**Records from a dataset:**

---+---

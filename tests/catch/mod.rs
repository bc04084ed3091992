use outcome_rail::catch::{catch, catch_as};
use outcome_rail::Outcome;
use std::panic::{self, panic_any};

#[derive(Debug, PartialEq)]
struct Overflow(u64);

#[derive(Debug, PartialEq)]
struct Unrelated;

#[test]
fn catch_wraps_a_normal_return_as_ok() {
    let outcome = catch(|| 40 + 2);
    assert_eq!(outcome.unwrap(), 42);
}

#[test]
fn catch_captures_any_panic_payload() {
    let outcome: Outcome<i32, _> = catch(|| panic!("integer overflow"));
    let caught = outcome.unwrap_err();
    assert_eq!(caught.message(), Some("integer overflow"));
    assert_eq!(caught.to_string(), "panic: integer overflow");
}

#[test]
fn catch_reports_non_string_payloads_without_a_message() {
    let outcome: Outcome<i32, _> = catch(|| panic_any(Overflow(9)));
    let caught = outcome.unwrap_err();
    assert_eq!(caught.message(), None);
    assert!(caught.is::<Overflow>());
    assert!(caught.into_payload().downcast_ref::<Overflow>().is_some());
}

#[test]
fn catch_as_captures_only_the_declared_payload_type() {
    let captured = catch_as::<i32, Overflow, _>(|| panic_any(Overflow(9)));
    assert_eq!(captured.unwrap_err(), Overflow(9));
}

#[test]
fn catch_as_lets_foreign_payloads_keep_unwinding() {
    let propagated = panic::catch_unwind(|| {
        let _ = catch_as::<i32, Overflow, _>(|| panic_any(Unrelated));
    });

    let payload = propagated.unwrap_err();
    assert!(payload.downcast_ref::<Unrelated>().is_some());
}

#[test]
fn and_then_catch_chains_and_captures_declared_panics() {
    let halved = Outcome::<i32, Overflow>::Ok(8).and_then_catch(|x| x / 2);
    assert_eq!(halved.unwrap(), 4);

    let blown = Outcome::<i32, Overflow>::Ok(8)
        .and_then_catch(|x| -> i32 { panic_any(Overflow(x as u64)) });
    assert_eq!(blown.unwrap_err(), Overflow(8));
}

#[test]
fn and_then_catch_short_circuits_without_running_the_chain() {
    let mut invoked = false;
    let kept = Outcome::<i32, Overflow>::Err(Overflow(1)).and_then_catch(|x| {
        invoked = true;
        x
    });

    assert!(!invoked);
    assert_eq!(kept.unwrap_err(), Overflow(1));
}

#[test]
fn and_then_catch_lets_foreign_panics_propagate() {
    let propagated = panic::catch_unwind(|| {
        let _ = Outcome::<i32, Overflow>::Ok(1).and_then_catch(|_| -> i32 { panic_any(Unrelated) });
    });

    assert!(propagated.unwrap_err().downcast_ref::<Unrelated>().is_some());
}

---+---

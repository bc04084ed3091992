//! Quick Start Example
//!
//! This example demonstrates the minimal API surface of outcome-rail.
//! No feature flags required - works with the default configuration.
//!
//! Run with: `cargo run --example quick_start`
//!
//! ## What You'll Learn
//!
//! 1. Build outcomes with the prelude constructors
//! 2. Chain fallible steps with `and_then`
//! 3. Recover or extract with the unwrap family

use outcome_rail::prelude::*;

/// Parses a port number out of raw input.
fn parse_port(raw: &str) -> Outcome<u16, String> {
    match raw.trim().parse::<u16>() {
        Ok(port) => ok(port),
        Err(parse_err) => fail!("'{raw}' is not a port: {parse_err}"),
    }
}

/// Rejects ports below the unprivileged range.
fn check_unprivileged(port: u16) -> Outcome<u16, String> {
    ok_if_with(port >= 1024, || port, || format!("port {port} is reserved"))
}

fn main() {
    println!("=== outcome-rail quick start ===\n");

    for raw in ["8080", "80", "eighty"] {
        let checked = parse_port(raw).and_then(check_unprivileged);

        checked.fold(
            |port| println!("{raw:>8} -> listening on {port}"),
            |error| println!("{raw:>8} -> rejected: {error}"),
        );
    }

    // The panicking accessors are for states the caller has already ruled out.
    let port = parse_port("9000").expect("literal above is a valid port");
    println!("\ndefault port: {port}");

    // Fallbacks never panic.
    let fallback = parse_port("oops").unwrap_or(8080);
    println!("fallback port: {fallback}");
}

---+---

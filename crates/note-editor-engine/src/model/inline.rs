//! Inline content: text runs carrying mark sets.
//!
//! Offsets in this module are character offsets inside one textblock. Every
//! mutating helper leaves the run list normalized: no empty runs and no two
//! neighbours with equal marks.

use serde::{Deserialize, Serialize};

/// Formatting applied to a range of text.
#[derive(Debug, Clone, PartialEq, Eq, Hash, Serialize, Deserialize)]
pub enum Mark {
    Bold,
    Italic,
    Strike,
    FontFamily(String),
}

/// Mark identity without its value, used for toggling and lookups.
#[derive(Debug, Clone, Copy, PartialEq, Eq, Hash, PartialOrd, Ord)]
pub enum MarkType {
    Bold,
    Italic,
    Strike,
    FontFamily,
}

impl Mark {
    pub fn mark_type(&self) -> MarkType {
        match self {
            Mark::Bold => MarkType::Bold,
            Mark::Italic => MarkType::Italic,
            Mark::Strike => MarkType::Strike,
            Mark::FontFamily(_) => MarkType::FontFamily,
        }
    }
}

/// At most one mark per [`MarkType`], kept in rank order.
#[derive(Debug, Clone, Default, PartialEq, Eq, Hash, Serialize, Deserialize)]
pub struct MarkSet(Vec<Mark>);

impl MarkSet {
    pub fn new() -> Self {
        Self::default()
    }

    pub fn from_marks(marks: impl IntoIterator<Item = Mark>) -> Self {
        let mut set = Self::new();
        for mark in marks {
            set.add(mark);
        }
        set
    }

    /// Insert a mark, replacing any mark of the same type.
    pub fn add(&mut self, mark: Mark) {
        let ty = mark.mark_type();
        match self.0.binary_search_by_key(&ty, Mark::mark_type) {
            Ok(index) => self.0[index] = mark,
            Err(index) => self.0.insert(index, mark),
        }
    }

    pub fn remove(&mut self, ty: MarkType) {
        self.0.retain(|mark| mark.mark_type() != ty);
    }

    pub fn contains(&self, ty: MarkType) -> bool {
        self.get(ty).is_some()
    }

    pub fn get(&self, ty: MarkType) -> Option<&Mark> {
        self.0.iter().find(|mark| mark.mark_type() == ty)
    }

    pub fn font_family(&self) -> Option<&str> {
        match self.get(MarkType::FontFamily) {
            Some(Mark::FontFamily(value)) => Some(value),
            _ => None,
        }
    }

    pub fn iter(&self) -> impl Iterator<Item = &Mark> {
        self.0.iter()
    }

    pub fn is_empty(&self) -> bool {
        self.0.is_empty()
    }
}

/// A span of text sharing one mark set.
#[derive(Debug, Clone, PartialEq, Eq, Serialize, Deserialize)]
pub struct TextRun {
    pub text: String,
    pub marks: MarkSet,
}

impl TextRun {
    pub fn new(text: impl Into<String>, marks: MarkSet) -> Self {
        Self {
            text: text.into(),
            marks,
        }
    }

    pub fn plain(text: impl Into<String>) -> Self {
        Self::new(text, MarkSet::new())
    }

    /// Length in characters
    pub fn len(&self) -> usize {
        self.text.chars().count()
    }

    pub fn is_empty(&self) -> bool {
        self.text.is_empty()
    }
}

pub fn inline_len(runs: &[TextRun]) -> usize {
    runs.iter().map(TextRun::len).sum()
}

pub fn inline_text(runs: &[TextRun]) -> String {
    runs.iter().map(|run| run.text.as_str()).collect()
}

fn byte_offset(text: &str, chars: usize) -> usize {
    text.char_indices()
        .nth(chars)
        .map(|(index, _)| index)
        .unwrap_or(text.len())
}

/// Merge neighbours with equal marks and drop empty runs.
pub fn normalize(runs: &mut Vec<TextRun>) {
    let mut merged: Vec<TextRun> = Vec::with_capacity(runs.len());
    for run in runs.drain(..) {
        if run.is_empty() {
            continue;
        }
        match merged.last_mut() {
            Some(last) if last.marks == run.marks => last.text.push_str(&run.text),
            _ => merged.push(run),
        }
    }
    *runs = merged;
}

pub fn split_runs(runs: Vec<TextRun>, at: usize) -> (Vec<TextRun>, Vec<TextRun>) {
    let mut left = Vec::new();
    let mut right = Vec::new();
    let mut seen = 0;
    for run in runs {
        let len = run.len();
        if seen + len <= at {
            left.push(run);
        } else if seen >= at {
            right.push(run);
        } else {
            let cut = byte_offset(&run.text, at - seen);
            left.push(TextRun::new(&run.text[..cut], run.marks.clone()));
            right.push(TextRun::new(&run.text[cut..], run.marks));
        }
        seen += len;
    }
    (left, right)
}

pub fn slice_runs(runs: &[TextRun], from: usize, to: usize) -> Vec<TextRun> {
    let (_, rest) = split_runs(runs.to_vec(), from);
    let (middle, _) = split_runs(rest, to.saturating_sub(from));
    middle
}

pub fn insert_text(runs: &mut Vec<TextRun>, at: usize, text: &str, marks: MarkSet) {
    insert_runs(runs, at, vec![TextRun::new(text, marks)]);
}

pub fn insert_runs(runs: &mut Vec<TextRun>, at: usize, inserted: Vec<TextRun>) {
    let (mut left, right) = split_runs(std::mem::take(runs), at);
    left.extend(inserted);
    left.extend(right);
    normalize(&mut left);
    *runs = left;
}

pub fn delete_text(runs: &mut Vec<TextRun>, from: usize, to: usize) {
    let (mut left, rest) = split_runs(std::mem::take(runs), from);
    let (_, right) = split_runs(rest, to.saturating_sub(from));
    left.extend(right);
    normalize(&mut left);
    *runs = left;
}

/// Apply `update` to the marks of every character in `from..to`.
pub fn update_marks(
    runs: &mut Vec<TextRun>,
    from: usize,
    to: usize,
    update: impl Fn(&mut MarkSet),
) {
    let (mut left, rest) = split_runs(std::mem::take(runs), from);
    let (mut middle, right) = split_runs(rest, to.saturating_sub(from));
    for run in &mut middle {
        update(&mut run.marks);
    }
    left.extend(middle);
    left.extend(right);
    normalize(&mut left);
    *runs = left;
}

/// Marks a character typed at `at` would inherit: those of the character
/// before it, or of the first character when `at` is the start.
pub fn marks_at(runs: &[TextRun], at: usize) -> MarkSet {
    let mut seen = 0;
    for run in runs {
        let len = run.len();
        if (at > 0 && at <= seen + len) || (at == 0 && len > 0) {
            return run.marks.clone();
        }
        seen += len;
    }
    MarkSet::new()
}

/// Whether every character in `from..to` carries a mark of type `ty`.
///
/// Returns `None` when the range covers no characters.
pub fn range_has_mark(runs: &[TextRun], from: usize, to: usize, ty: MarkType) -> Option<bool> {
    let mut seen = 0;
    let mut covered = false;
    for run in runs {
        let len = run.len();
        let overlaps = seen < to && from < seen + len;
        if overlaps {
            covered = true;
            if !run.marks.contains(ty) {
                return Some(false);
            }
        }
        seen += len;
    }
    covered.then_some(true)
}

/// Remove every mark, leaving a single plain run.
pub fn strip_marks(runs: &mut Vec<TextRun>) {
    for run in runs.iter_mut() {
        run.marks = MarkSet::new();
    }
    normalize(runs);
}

---+---

**Goal of the exercise:**
Copy all lines above where "rest" is present.

**Output of the exercise:**
    let (_, rest) = split_runs(runs.to_vec(), from);
    let (middle, _) = split_runs(rest, to.saturating_sub(from));
    let (mut left, rest) = split_runs(std::mem::take(runs), from);
    let (_, right) = split_runs(rest, to.saturating_sub(from));
    let (mut left, rest) = split_runs(std::mem::take(runs), from);
    let (mut middle, right) = split_runs(rest, to.saturating_sub(from));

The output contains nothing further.